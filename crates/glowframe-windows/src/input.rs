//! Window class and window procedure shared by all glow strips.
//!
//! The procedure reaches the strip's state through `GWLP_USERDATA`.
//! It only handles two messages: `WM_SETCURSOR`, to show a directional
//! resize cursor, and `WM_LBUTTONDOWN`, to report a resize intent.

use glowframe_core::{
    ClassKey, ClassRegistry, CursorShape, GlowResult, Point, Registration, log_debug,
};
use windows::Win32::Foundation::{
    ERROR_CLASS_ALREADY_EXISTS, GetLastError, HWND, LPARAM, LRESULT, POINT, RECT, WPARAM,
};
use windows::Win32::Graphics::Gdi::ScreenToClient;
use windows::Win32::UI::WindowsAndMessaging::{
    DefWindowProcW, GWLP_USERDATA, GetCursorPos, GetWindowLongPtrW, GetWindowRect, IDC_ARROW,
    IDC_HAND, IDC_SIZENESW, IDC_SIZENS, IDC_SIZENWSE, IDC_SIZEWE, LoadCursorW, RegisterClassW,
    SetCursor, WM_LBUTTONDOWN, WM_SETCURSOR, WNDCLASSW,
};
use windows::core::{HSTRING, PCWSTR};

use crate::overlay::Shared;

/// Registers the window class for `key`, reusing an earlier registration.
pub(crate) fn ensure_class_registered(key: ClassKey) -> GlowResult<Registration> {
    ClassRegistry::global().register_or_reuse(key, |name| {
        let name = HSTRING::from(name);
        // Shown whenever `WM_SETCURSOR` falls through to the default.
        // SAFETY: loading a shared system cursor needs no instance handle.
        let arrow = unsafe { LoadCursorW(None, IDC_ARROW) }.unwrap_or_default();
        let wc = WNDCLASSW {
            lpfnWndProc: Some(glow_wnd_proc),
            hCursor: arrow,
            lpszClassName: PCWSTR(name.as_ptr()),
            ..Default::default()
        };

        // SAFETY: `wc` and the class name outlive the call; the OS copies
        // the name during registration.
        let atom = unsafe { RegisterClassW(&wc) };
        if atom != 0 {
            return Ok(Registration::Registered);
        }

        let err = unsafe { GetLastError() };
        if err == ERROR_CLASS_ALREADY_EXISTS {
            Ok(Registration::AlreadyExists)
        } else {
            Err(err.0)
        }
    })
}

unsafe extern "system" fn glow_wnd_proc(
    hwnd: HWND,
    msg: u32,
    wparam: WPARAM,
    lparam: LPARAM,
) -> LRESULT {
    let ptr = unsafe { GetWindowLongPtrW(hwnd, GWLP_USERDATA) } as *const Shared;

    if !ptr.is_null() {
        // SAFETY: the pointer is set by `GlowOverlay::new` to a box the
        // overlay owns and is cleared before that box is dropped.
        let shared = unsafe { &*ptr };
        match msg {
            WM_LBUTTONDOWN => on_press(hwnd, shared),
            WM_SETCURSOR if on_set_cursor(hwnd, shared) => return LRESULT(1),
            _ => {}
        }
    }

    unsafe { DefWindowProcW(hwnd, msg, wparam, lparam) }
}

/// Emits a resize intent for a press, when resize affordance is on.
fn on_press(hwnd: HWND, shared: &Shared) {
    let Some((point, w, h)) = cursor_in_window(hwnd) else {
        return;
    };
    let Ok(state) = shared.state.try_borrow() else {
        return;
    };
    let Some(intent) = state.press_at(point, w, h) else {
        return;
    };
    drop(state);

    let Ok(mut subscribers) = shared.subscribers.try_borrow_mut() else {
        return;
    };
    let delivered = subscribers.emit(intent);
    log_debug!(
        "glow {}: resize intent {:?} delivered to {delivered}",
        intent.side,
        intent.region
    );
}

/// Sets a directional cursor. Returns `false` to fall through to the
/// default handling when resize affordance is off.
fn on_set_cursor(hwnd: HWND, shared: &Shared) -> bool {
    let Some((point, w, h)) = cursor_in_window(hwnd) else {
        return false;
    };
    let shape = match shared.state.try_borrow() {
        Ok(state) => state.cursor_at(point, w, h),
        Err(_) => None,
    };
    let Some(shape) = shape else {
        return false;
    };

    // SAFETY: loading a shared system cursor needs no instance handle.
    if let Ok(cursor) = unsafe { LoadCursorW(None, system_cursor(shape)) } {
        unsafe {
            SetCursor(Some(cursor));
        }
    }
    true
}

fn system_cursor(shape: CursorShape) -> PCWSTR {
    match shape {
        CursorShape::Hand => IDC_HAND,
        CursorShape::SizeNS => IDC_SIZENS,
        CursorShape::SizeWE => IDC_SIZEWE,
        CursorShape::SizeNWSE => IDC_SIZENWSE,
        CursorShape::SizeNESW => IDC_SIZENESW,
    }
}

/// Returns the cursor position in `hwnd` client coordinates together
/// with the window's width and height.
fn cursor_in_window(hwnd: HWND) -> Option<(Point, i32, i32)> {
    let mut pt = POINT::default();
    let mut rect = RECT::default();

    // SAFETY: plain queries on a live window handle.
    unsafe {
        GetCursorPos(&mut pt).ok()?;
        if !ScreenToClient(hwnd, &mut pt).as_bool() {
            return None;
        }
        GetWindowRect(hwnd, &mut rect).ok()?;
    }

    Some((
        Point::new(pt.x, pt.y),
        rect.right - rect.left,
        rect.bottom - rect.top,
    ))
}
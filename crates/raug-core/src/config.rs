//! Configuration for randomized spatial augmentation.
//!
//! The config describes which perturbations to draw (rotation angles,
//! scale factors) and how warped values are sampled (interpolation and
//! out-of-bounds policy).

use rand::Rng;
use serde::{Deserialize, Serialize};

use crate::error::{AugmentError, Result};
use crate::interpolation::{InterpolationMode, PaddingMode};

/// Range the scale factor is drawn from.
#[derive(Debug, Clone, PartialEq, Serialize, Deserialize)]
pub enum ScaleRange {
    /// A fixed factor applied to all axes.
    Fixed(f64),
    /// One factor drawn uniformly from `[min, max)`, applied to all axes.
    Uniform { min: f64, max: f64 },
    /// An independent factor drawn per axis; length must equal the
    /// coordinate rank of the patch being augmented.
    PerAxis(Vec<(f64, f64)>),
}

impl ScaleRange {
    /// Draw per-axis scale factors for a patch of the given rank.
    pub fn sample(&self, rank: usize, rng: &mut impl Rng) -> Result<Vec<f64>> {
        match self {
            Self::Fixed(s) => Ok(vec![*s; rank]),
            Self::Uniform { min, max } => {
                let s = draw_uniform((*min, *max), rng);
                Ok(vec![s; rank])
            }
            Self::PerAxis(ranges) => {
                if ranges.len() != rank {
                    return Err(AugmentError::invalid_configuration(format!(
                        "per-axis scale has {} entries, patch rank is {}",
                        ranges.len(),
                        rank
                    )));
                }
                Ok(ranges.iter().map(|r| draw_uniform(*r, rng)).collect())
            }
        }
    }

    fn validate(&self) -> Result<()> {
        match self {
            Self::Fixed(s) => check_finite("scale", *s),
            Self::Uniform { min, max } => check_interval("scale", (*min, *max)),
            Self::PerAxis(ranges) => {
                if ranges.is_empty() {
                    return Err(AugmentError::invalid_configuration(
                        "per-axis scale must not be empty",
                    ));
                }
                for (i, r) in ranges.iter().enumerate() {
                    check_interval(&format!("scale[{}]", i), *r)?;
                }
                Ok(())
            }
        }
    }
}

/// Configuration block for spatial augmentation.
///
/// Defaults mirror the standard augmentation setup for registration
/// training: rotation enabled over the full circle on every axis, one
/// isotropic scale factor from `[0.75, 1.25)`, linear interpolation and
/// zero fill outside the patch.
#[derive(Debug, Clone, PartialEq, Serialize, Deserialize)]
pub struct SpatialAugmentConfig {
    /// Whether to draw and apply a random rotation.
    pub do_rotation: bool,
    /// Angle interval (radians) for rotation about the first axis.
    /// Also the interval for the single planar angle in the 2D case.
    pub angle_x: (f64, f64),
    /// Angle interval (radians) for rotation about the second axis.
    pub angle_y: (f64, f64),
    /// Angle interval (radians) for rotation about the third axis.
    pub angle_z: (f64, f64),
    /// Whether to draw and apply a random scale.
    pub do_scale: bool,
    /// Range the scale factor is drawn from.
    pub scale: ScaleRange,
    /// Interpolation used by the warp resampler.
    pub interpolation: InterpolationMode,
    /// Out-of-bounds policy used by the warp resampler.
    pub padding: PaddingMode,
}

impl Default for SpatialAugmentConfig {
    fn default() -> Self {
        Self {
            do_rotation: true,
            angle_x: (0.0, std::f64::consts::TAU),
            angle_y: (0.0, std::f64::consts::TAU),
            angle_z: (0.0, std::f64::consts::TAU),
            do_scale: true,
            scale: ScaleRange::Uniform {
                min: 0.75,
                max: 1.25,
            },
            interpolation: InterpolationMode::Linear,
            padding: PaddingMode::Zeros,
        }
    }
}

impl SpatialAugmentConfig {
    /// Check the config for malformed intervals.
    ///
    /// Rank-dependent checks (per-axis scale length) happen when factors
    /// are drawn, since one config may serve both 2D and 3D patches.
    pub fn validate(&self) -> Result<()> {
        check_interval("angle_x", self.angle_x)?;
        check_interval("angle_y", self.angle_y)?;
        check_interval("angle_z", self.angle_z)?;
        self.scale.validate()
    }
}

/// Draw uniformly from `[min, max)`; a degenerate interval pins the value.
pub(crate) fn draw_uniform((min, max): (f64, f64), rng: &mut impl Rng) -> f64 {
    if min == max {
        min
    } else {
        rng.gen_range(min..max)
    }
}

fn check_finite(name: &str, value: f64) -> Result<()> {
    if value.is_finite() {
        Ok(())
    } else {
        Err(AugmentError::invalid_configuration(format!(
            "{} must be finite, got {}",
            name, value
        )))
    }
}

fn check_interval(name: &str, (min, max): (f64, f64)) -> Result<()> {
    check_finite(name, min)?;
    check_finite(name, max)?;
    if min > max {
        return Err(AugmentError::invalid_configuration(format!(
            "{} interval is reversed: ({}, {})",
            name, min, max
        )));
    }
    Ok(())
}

________________

*THE TASK*
Give again, word for word, every line of the listing above from the one with "affordance is off." to the one with "let shape = match", both inclusive, and nothing beyond them.

*RESPONSE BOX*
/// default handling when resize affordance is off.
fn on_set_cursor(hwnd: HWND, shared: &Shared) -> bool {
    let Some((point, w, h)) = cursor_in_window(hwnd) else {
        return false;
    };
    let shape = match shared.state.try_borrow() {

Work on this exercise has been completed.